DATASET CONTENT |
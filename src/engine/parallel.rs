//! Concurrent fast path for batches that are certified read-only.
//!
//! Applicability is all-or-nothing: one unparseable or non-read-only call
//! routes the whole batch to the serial gate. Calls the broker certified as
//! read-only-safe cannot mutate the workspace, so this path skips the
//! probe, the breaker, and the approval machinery entirely.

use std::panic::AssertUnwindSafe;
use std::sync::Arc;
use std::time::Duration;

use futures_util::future::join_all;
use futures_util::FutureExt;

use crate::approval::ApprovalBroker;
use crate::completion::RawToolCall;
use crate::context::ToolContext;
use crate::engine::gate::interpret_tool_value;
use crate::engine::Emitter;
use crate::error::TaskError;
use crate::events::TaskEvent;
use crate::tools::schema::ToolRegistry;
use crate::tools::scope::ToolScopeView;
use crate::types::{ExecResult, ToolInvocation};
use crate::utils::truncate_chars;

pub(crate) struct ParallelBatchRunner<'a> {
    pub registry: &'a dyn ToolRegistry,
    pub broker: &'a dyn ApprovalBroker,
    pub scope: &'a ToolScopeView,
    pub context: Arc<ToolContext>,
    pub call_timeout: Duration,
}

impl ParallelBatchRunner<'_> {
    /// Decide applicability for the whole batch. `None` routes everything
    /// serial; `Some` returns the parsed invocations in input order.
    pub fn plan(&self, calls: &[RawToolCall]) -> Option<Vec<ToolInvocation>> {
        if calls.len() < 2 {
            return None;
        }
        let mut invocations = Vec::with_capacity(calls.len());
        for raw in calls {
            let invocation = ToolInvocation::parse(raw).ok()?;
            if !self.scope.contains(&invocation.tool) {
                return None;
            }
            if !self.broker.is_read_only_safe(&invocation.tool) {
                return None;
            }
            invocations.push(invocation);
        }
        Some(invocations)
    }

    /// Execute the planned batch concurrently under a shared per-call
    /// timeout. Results come back in input order; a call that fails or
    /// raises becomes a failed result, never a propagated error.
    pub async fn run(
        &self,
        invocations: Vec<ToolInvocation>,
        emitter: &Emitter,
    ) -> Vec<(ToolInvocation, ExecResult)> {
        for invocation in &invocations {
            emitter.emit(TaskEvent::ToolStarted {
                run_id: emitter.run_id.clone(),
                call_id: invocation.call_id.clone(),
                tool: invocation.tool.clone(),
            });
        }

        let futures = invocations
            .iter()
            .map(|invocation| self.execute_one(invocation));
        let results = join_all(futures).await;

        invocations.into_iter().zip(results).collect()
    }

    async fn execute_one(&self, invocation: &ToolInvocation) -> ExecResult {
        let call = self
            .registry
            .call(&invocation.tool, &invocation.arguments, self.scope);
        let outcome = ToolContext::bind(
            self.context.clone(),
            tokio::time::timeout(self.call_timeout, AssertUnwindSafe(call).catch_unwind()),
        )
        .await;

        let mut result = match outcome {
            Err(_) => ExecResult::failed(TaskError::ToolTimeout {
                tool: invocation.tool.clone(),
                secs: self.call_timeout.as_secs(),
            }),
            Ok(Err(panic)) => ExecResult::failed(TaskError::ToolFailed(panic_text(panic))),
            Ok(Ok(Err(error))) => ExecResult::failed(error),
            Ok(Ok(Ok(value))) => interpret_tool_value(value),
        };

        let budget = self
            .registry
            .get(&invocation.tool)
            .map(|descriptor| descriptor.result_budget)
            .unwrap_or(crate::tools::schema::DEFAULT_RESULT_BUDGET);
        if let Some(truncated) = truncate_chars(&result.result, budget) {
            result.raw_result = Some(std::mem::replace(&mut result.result, truncated));
        }
        result
    }
}

pub(crate) fn panic_text(panic: Box<dyn std::any::Any + Send>) -> String {
    if let Some(text) = panic.downcast_ref::<&str>() {
        format!("tool panicked: {text}")
    } else if let Some(text) = panic.downcast_ref::<String>() {
        format!("tool panicked: {text}")
    } else {
        "tool panicked".to_string()
    }
}
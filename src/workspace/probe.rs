//! Before/after workspace probing.
//!
//! The probe exists purely for side-effect detection: a cheap mtime+size
//! index taken around a tool body, diffed to recover file effects even when
//! the tool reports none. Execution correctness never depends on it.

use std::collections::BTreeMap;
use std::path::{Path, PathBuf};
use std::time::SystemTime;

use ignore::WalkBuilder;

use crate::types::{FileChange, FileChangeKind};

/// Cap on indexed files; larger workspaces yield a partial snapshot.
pub const MAX_INDEX_ENTRIES: usize = 20_000;

#[derive(Debug, Clone, Copy, PartialEq, Eq)]
struct FileStat {
    size: u64,
    modified: Option<SystemTime>,
}

/// Snapshot of workspace files keyed by path relative to the root.
#[derive(Debug, Clone, Default)]
pub struct WorkspaceIndex {
    entries: BTreeMap<PathBuf, FileStat>,
}

impl WorkspaceIndex {
    pub fn len(&self) -> usize {
        self.entries.len()
    }

    pub fn is_empty(&self) -> bool {
        self.entries.is_empty()
    }

    /// File effects between two snapshots of the same root.
    pub fn diff(before: &WorkspaceIndex, after: &WorkspaceIndex) -> Vec<FileChange> {
        let mut changes = Vec::new();
        for (path, stat) in &after.entries {
            match before.entries.get(path) {
                None => changes.push(FileChange {
                    path: path.clone(),
                    kind: FileChangeKind::Created,
                }),
                Some(previous) if previous != stat => changes.push(FileChange {
                    path: path.clone(),
                    kind: FileChangeKind::Modified,
                }),
                Some(_) => {}
            }
        }
        for path in before.entries.keys() {
            if !after.entries.contains_key(path) {
                changes.push(FileChange {
                    path: path.clone(),
                    kind: FileChangeKind::Deleted,
                });
            }
        }
        changes
    }
}

/// Index the workspace under `root`. The second value is true when the
/// snapshot is partial (entry cap reached, or some entries unreadable).
pub fn snapshot(root: &Path) -> (WorkspaceIndex, bool) {
    let mut entries = BTreeMap::new();
    let mut partial = false;

    let walk = WalkBuilder::new(root)
        .hidden(false)
        .git_ignore(false)
        .git_global(false)
        .git_exclude(false)
        .follow_links(false)
        .build();

    for entry in walk {
        let entry = match entry {
            Ok(entry) => entry,
            Err(_) => {
                partial = true;
                continue;
            }
        };
        if !entry.file_type().is_some_and(|ft| ft.is_file()) {
            continue;
        }
        if entries.len() >= MAX_INDEX_ENTRIES {
            partial = true;
            break;
        }
        let Ok(metadata) = entry.metadata() else {
            partial = true;
            continue;
        };
        let relative = entry
            .path()
            .strip_prefix(root)
            .unwrap_or(entry.path())
            .to_path_buf();
        entries.insert(
            relative,
            FileStat {
                size: metadata.len(),
                modified: metadata.modified().ok(),
            },
        );
    }

    (WorkspaceIndex { entries }, partial)
}
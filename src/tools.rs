//! Tool descriptors, the registry boundary, and the per-run capability scope.

pub mod schema;
pub mod scope;

pub use schema::{ToolDescriptor, ToolKind, ToolRegistry, ToolSchema, DEFAULT_RESULT_BUDGET};
pub use scope::ToolScopeView;
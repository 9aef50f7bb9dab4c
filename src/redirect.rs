//! Copy-on-write redirection of protected file paths.
//!
//! Tools must never mutate a protected source file in place. Given a map
//! from protected relative path to shadow-copy relative path, any path-
//! bearing argument naming a protected file is rewritten to its shadow
//! before execution, preserving the caller's prefix style.

use std::collections::BTreeMap;
use std::path::{Path, PathBuf};

use serde_json::{Map, Value};

/// Argument fields that are checked for protected paths.
pub const PATH_ARGUMENT_FIELDS: [&str; 6] = [
    "path",
    "file_path",
    "source",
    "source_path",
    "output_path",
    "target_path",
];

#[derive(Debug, Clone, Default)]
pub struct PathRedirector {
    workspace_root: PathBuf,
    mapping: BTreeMap<PathBuf, PathBuf>,
}

impl PathRedirector {
    pub fn new(workspace_root: impl Into<PathBuf>, mapping: BTreeMap<PathBuf, PathBuf>) -> Self {
        Self {
            workspace_root: workspace_root.into(),
            mapping,
        }
    }

    pub fn is_empty(&self) -> bool {
        self.mapping.is_empty()
    }

    /// Rewrite protected paths in `arguments` in place. Returns one warning
    /// string per rewrite; no mapping means no-op.
    pub fn apply(&self, arguments: &mut Map<String, Value>) -> Vec<String> {
        if self.mapping.is_empty() {
            return Vec::new();
        }
        let mut warnings = Vec::new();
        for field in PATH_ARGUMENT_FIELDS {
            let Some(Value::String(raw)) = arguments.get(field) else {
                continue;
            };
            let Some((rewritten, protected)) = self.rewrite(raw) else {
                continue;
            };
            warnings.push(format!(
                "argument '{field}' referenced protected file '{}'; redirected to its working copy '{rewritten}'",
                protected.display(),
            ));
            arguments.insert(field.to_string(), Value::String(rewritten));
        }
        warnings
    }

    /// Match `raw` against each protected path, in relative form and in
    /// workspace-root-prefixed form, and return the shadow path in the same
    /// prefix style.
    fn rewrite(&self, raw: &str) -> Option<(String, &Path)> {
        let candidate = Path::new(raw);
        for (protected, shadow) in &self.mapping {
            if candidate == protected.as_path() {
                return Some((shadow.display().to_string(), protected));
            }
            if candidate == self.workspace_root.join(protected) {
                return Some((
                    self.workspace_root.join(shadow).display().to_string(),
                    protected,
                ));
            }
        }
        None
    }
}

WHAT THE EXERCISE ASKS | In the entries above, some lines may contain the string "SystemTime"; report how many, without additional comment.

COMPLETED TASK | 2